La Chrysler ce la farà sotto la guida di Marchionne, ma per le case automobilistiche americane è vitale togliersi dal controllo del governo il prima possibile. A parlare non è uno qualsiasi, ma Lido Anthony Iacocca, meglio noto come Lee, uno dei santoni dell'auto americana, nato in Pennsylvania nel 1924 e figlio di due immigranti della provincia di Benevento. Lo dice uno che nel 1980 divenne famoso perché, grazie al prestito di un miliardo di dollari, riuscì a risollevare l'allora (anche allora...) morente Chrysler.

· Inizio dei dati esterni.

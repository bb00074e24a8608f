use serde::{Deserialize, Serialize};

/// Contact and identity block at the top of a résumé.
/// Every field is optional; absence is the empty string, never null.
#[derive(Debug, Clone, Default, PartialEq, Serialize, Deserialize)]
#[serde(rename_all = "camelCase", default)]
pub struct PersonalInfo {
    pub name: String,
    pub title: String,
    pub email: String,
    pub phone: String,
    pub location: String,
    pub linkedin: String,
    pub github: String,
}

#[derive(Debug, Clone, Default, PartialEq, Serialize, Deserialize)]
#[serde(rename_all = "camelCase", default)]
pub struct ExperienceEntry {
    pub title: String,
    pub company: String,
    pub location: String,
    pub start_date: String,
    pub end_date: String,
    /// True iff `end_date` is `Present` (case-insensitive).
    pub current: bool,
    pub description: String,
    pub technologies: Vec<String>,
}

/// Degree and institution always come from separate captures.
#[derive(Debug, Clone, Default, PartialEq, Serialize, Deserialize)]
#[serde(rename_all = "camelCase", default)]
pub struct EducationEntry {
    pub degree: String,
    pub institution: String,
    pub field: String,
    pub graduation_year: String,
    pub gpa: String,
}

#[derive(Debug, Clone, Copy, Default, PartialEq, Eq, Serialize, Deserialize)]
pub enum ProjectType {
    #[default]
    #[serde(rename = "personal")]
    Personal,
    #[serde(rename = "open-source")]
    OpenSource,
    #[serde(rename = "professional")]
    Professional,
}

impl ProjectType {
    /// Lenient parse of a free-text project type. Unknown labels yield `None`.
    pub fn parse_loose(raw: &str) -> Option<Self> {
        let compact: String = raw
            .trim()
            .to_ascii_lowercase()
            .chars()
            .filter(|c| c.is_ascii_alphabetic())
            .collect();
        match compact.as_str() {
            "personal" | "side" | "academic" => Some(Self::Personal),
            "opensource" => Some(Self::OpenSource),
            "professional" | "work" | "client" => Some(Self::Professional),
            _ => None,
        }
    }
}

#[derive(Debug, Clone, Default, PartialEq, Serialize, Deserialize)]
#[serde(rename_all = "camelCase", default)]
pub struct ProjectEntry {
    pub title: String,
    pub description: String,
    #[serde(rename = "type")]
    pub project_type: ProjectType,
    pub technologies: Vec<String>,
    pub url: String,
    pub github: String,
}

/// Case-insensitively unique set of skill names. Iteration follows
/// insertion order, which callers must not rely on.
#[derive(Debug, Clone, Default, PartialEq, Serialize, Deserialize)]
#[serde(transparent)]
pub struct SkillSet(Vec<String>);

impl SkillSet {
    pub fn new() -> Self {
        Self::default()
    }

    /// Inserts `skill` unless an equal name (ignoring case) is already present.
    /// Returns whether the skill was added.
    pub fn insert(&mut self, skill: impl Into<String>) -> bool {
        let skill = skill.into();
        let skill = skill.trim();
        if skill.is_empty() || self.contains(skill) {
            return false;
        }
        self.0.push(skill.to_string());
        true
    }

    pub fn contains(&self, skill: &str) -> bool {
        let needle = skill.trim();
        self.0.iter().any(|s| s.eq_ignore_ascii_case(needle))
    }

    pub fn retain(&mut self, keep: impl FnMut(&String) -> bool) {
        self.0.retain(keep);
    }

    pub fn iter(&self) -> impl Iterator<Item = &str> {
        self.0.iter().map(String::as_str)
    }

    pub fn len(&self) -> usize {
        self.0.len()
    }

    pub fn is_empty(&self) -> bool {
        self.0.is_empty()
    }
}

impl<S: Into<String>> FromIterator<S> for SkillSet {
    fn from_iter<I: IntoIterator<Item = S>>(iter: I) -> Self {
        let mut set = SkillSet::new();
        for skill in iter {
            set.insert(skill);
        }
        set
    }
}

/// Terminal snapshot returned for one parsed document.
#[derive(Debug, Clone, Default, PartialEq, Serialize, Deserialize)]
#[serde(rename_all = "camelCase", default)]
pub struct ParsedResume {
    pub personal_info: PersonalInfo,
    pub experience: Vec<ExperienceEntry>,
    pub education: Vec<EducationEntry>,
    pub skills: SkillSet,
    pub projects: Vec<ProjectEntry>,
    /// 0.0 – 1.0
    pub confidence: f64,
}
//! Fallback projects extractor.
//!
//! Titles are found by an ordered set of header shapes. Each title owns the
//! lines between it and the next title, which supply description,
//! technologies and a GitHub link.

use std::collections::HashSet;
use std::sync::LazyLock;

use regex::Regex;

use crate::models::resume::{ProjectEntry, ProjectType};
use crate::parsing::experience::truncate_chars;
use crate::parsing::sections::{find_section, floor_char_boundary, PROJECTS_KEYWORDS};

const MIN_TITLE_CHARS: usize = 3;
const MAX_TITLE_CHARS: usize = 60;
const MAX_BODY_LINES: usize = 5;
const MIN_DESCRIPTION_LINE_CHARS: usize = 11;
const MAX_DESCRIPTION_CHARS: usize = 300;
/// Bytes before a title searched for type hints.
const TYPE_HINT_WINDOW: usize = 30;

/// Title shapes in priority order. Capture 1 is the title.
static TITLE_PATTERNS: LazyLock<Vec<Regex>> = LazyLock::new(|| {
    [
        // Personal Project — Widget Maker
        r"(?i)(?:Personal|Open[- ]?source|Professional|Academic|Side)[ \t]+Project[ \t]*[—–:-][ \t]*([^\n]+)",
        // Portfolio Generator
        r"(?m)^[ \t]*([A-Z][A-Za-z \t]+(?:Generator|Platform|App|Application|System|Tool|Website|Portal|Dashboard|Manager|Tracker|Kit|API|Service|Bot|Engine|Framework|Library|Plugin|Extension|Client|Server|Interface|Builder))[ \t]*[—–-]?[ \t]*$",
        // **Inventory System**
        r"(?m)^[ \t]*\*?\*?([A-Z][A-Za-z0-9 \t-]+(?:Project|App|System|Platform|Tool|Generator|Kit|API))\*?\*?[ \t]*$",
        // A bare header directly followed by a bullet
        r"(?m)^[ \t]*([A-Z][A-Za-z0-9 \t-]{5,40})[ \t]*\n[ \t]*[•\-*]",
    ]
    .into_iter()
    .map(|p| Regex::new(p).expect("valid regex"))
    .collect()
});

static TITLE_BLACKLIST_RE: LazyLock<Regex> = LazyLock::new(|| {
    Regex::new(r"(?i)^(?:PROJECTS?|EXPERIENCE|EDUCATION|SKILLS|This|The|A|An|I|We|My)\b")
        .expect("valid regex")
});

static LEADING_BULLET_RE: LazyLock<Regex> =
    LazyLock::new(|| Regex::new(r"^[ \t]*[•\-*][ \t]*").expect("valid regex"));

static TRAILING_DASH_RE: LazyLock<Regex> =
    LazyLock::new(|| Regex::new(r"[ \t]*[—–-][ \t]*$").expect("valid regex"));

static TECH_LINE_RE: LazyLock<Regex> = LazyLock::new(|| {
    Regex::new(r"(?i)^Tech(?:nolog(?:y|ies))?(?:[ \t]+Stack)?[ \t]*:[ \t]*(.*)$")
        .expect("valid regex")
});

static TECH_SPLIT_RE: LazyLock<Regex> =
    LazyLock::new(|| Regex::new(r"[,;]").expect("valid regex"));

static GITHUB_REPO_RE: LazyLock<Regex> = LazyLock::new(|| {
    Regex::new(r"(?i)github\.com/([a-zA-Z0-9_-]+(?:/[a-zA-Z0-9_-]+)?)").expect("valid regex")
});

static OPEN_SOURCE_HINT_RE: LazyLock<Regex> =
    LazyLock::new(|| Regex::new(r"(?i)open[- ]?source").expect("valid regex"));

static PROFESSIONAL_HINT_RE: LazyLock<Regex> =
    LazyLock::new(|| Regex::new(r"(?i)professional|work|client").expect("valid regex"));

/// An accepted title and where it sits in the section.
struct TitleMatch {
    start: usize,
    end: usize,
    title: String,
}

pub fn extract_projects_from_text(text: &str) -> Vec<ProjectEntry> {
    let Some(section) = find_section(text, PROJECTS_KEYWORDS) else {
        return Vec::new();
    };

    let titles = find_titles(section);
    let starts: Vec<usize> = titles.iter().map(|t| t.start).collect();

    titles
        .iter()
        .enumerate()
        .map(|(i, found)| {
            let body_end = starts
                .get(i + 1)
                .map(|next| (*next).max(found.end))
                .unwrap_or(section.len());
            let body = section.get(found.end..body_end).unwrap_or_default();

            let mut project = ProjectEntry {
                title: found.title.clone(),
                project_type: infer_project_type(section, found),
                ..Default::default()
            };
            fill_from_body(&mut project, body);
            project
        })
        .collect()
}

/// Accepted titles, deduplicated across patterns and sorted by position.
fn find_titles(section: &str) -> Vec<TitleMatch> {
    let mut seen = HashSet::new();
    let mut titles: Vec<TitleMatch> = Vec::new();

    for pattern in TITLE_PATTERNS.iter() {
        for caps in pattern.captures_iter(section) {
            let Some(m) = caps.get(1) else { continue };
            // A later, looser shape must not re-read an accepted header line.
            if titles
                .iter()
                .any(|t| m.start() < t.end && t.start < m.end())
            {
                continue;
            }
            let title = clean_title(m.as_str());
            if !is_acceptable_title(&title) || !seen.insert(title.to_lowercase()) {
                continue;
            }
            titles.push(TitleMatch {
                start: m.start(),
                end: m.end(),
                title,
            });
        }
    }

    titles.sort_by_key(|t| t.start);
    titles
}

fn clean_title(raw: &str) -> String {
    let title = LEADING_BULLET_RE.replace(raw.trim(), "");
    TRAILING_DASH_RE.replace(&title, "").trim().to_string()
}

fn is_acceptable_title(title: &str) -> bool {
    let len = title.chars().count();
    (MIN_TITLE_CHARS..=MAX_TITLE_CHARS).contains(&len) && !TITLE_BLACKLIST_RE.is_match(title)
}

fn fill_from_body(project: &mut ProjectEntry, body: &str) {
    let mut description = Vec::new();

    let lines = body
        .lines()
        .map(|line| LEADING_BULLET_RE.replace(line, "").trim().to_string())
        .filter(|line| !line.is_empty())
        .take(MAX_BODY_LINES);

    for line in lines {
        if let Some(caps) = TECH_LINE_RE.captures(&line) {
            for tech in TECH_SPLIT_RE.split(&caps[1]) {
                let tech = tech.trim();
                if !tech.is_empty() && !project.technologies.iter().any(|t| t == tech) {
                    project.technologies.push(tech.to_string());
                }
            }
        } else if line.to_ascii_lowercase().contains("github") {
            if let Some(caps) = GITHUB_REPO_RE.captures(&line) {
                project.github = format!("https://github.com/{}", &caps[1]);
            }
        } else if line.chars().count() >= MIN_DESCRIPTION_LINE_CHARS {
            description.push(line);
        }
    }

    project.description = truncate_chars(&description.join(" "), MAX_DESCRIPTION_CHARS);
}

/// Looks at the title and the few bytes before it.
fn infer_project_type(section: &str, found: &TitleMatch) -> ProjectType {
    let from = floor_char_boundary(section, found.start.saturating_sub(TYPE_HINT_WINDOW));
    let window = &section[from..found.end];

    if OPEN_SOURCE_HINT_RE.is_match(window) {
        ProjectType::OpenSource
    } else if PROFESSIONAL_HINT_RE.is_match(window) {
        ProjectType::Professional
    } else {
        ProjectType::Personal
    }
}

#[cfg(test)]
mod tests {
    use super::*;

    #[test]
    fn test_labeled_project_with_tech_line() {
        let text = "SKILLS\nGo\nPROJECTS\nPersonal Project — Widget Maker\n• A tool for widgets\nTech: Python, Go";
        let projects = extract_projects_from_text(text);
        assert_eq!(projects.len(), 1);
        let p = &projects[0];
        assert_eq!(p.title, "Widget Maker");
        assert_eq!(p.description, "A tool for widgets");
        assert_eq!(p.technologies, vec!["Python", "Go"]);
        assert_eq!(p.project_type, ProjectType::Personal);
    }

    #[test]
    fn test_open_source_type_and_github() {
        let text = "PROJECTS\nOpen-source Project – API Starter Kit\n- Scaffolds REST services quickly\n- Code: github.com/jdoe/starter-kit\n";
        let projects = extract_projects_from_text(text);
        assert_eq!(projects.len(), 1);
        assert_eq!(projects[0].title, "API Starter Kit");
        assert_eq!(projects[0].project_type, ProjectType::OpenSource);
        assert_eq!(projects[0].github, "https://github.com/jdoe/starter-kit");
        assert_eq!(projects[0].description, "Scaffolds REST services quickly");
    }

    #[test]
    fn test_suffix_and_bare_titles_in_order() {
        let text = "PROJECTS\nPortfolio Generator\n- Generates static portfolio sites\nWeather Station\n- Reads sensors every minute\n";
        let projects = extract_projects_from_text(text);
        let titles: Vec<&str> = projects.iter().map(|p| p.title.as_str()).collect();
        assert_eq!(titles, vec!["Portfolio Generator", "Weather Station"]);
        assert_eq!(projects[0].description, "Generates static portfolio sites");
        assert_eq!(projects[1].description, "Reads sensors every minute");
    }

    #[test]
    fn test_bold_title() {
        let text = "PROJECTS\n**Inventory System**\nTracks stock levels across stores\n";
        let projects = extract_projects_from_text(text);
        assert_eq!(projects.len(), 1);
        assert_eq!(projects[0].title, "Inventory System");
    }

    #[test]
    fn test_blacklisted_and_duplicate_titles_rejected() {
        let text = "PROJECTS\nThe Big Platform\n- not a title\nChat App\n- Realtime chat for teams\nchat app\n- again and again\n";
        let projects = extract_projects_from_text(text);
        let titles: Vec<&str> = projects.iter().map(|p| p.title.as_str()).collect();
        assert_eq!(titles, vec!["Chat App"]);
    }

    #[test]
    fn test_professional_type() {
        let text = "PROJECTS\nProfessional Project - Billing Dashboard\n- Invoices for clients at scale\n";
        let projects = extract_projects_from_text(text);
        assert_eq!(projects.len(), 1);
        assert_eq!(projects[0].title, "Billing Dashboard");
        assert_eq!(projects[0].project_type, ProjectType::Professional);
    }

    #[test]
    fn test_description_truncated() {
        let long = "word ".repeat(100);
        let text = format!("PROJECTS\nPersonal Project - Long One\n- {long}\n");
        let projects = extract_projects_from_text(&text);
        assert_eq!(projects[0].description.chars().count(), MAX_DESCRIPTION_CHARS);
    }

    #[test]
    fn test_no_projects_section() {
        assert!(extract_projects_from_text("EXPERIENCE\nDid things").is_empty());
    }

    #[test]
    fn test_prose_mention_of_projects_keeps_real_section() {
        let text = "EXPERIENCE\nBackend Engineer\nAcme Inc\n2020 - Present\n• Led three projects end to end\nPROJECTS\nPersonal Project — Widget Maker\n• A tool for widgets\n";
        let projects = extract_projects_from_text(text);
        assert_eq!(projects.len(), 1);
        assert_eq!(projects[0].title, "Widget Maker");
        assert_eq!(projects[0].description, "A tool for widgets");
    }
}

"Ci stavano addosso giorno e notte, la loro supervisione era semplicemente esagerata", dice Iacocca ripensando a quei giorni che somigliano molto a quelli che Chrysler sta rivivendo, con effetti ancora maggiori, insieme a General Motors. "Ecco perché abbiamo estinto il nostro prestito decennale in 3 anni. Non potevamo sopportare il governo. La burocrazia ti uccide". Naturalmente questo suona come un consiglio alle due Case di Detroit, ma l'anziano manager deve ammettere che senza il denaro dei contribuenti, Chrysler e GM sarebbero potute crollare causando una disoccupazione di dimensioni nazionali davvero disastrosa, con perdita di migliaia di posti di lavoro.

Secondo Iacocca i problemi più grossi li ha la General Motors, mentre è più ottimista per Chrysler e nutre piena fiducia in Sergio Marchionne che risolleverà la Casa di Auburn Hills anche grazie alla presenza di un uomo di grande esperienza come Jim Press. I due - secondo Iacocca - non dovrebbero azzerare la gamma esistente, in particolare per i modelli più tipici come Jeep Cherokee, Dodge Ram e Challenger o Chrysler 300C, ma integrarla con modelli piccoli. È invece favorevolmente sorpreso del fatto che riesca a sopravvivere senza l'aiuto dei fondi governativi la "sua" Ford, sua perché alla Casa di Dearborn Iacocca ha regalato nel 1964 un modello che è entrato nella storia come la Mustang.

Fu poi licenziato da Henry Ford II nel 1978 per un errore che evidentemente rappresenta un'altra ricorrenza nell'industria americana: in piena crisi petrolifera aveva puntato a modelli troppo grandi e potenti. Pochi anni dopo, alla guida della Chrysler, dimostrò di aver capito la lezione tirando fuori una generazione di K-car capaci di riconquistare il favore degli americani anche puntando all'orgoglio patriottico. Sua è la famosa esortazione "Buy American!", compra americano accompagnata da una pubblicità che suonava come una sfida "Se puoi trovare una macchina migliore, comprala!". Iacocca concluse la sua avventura in Chrysler nel 1992, vittima allora della concorrenza giapponese che stava spolpando proprio la fetta che la Chrysler era riuscita a cucirsi nel settore delle compatte.

Oggi la sfida invece è sopravvivere sperando che il mercato riparta. I debiti contratti dalla Chrysler con lo stato sono ben maggiori e solo dopo che essi verranno ripagati, Fiat potrà aumentare la propria quota del 20% ad Auburn Hills. La ricetta del nonno Lee dalla sua magione di Bel Air, sulle alture di Los Angeles, è molto semplice: "Prendetevi cura dei clienti, è la sola cosa solida che avete".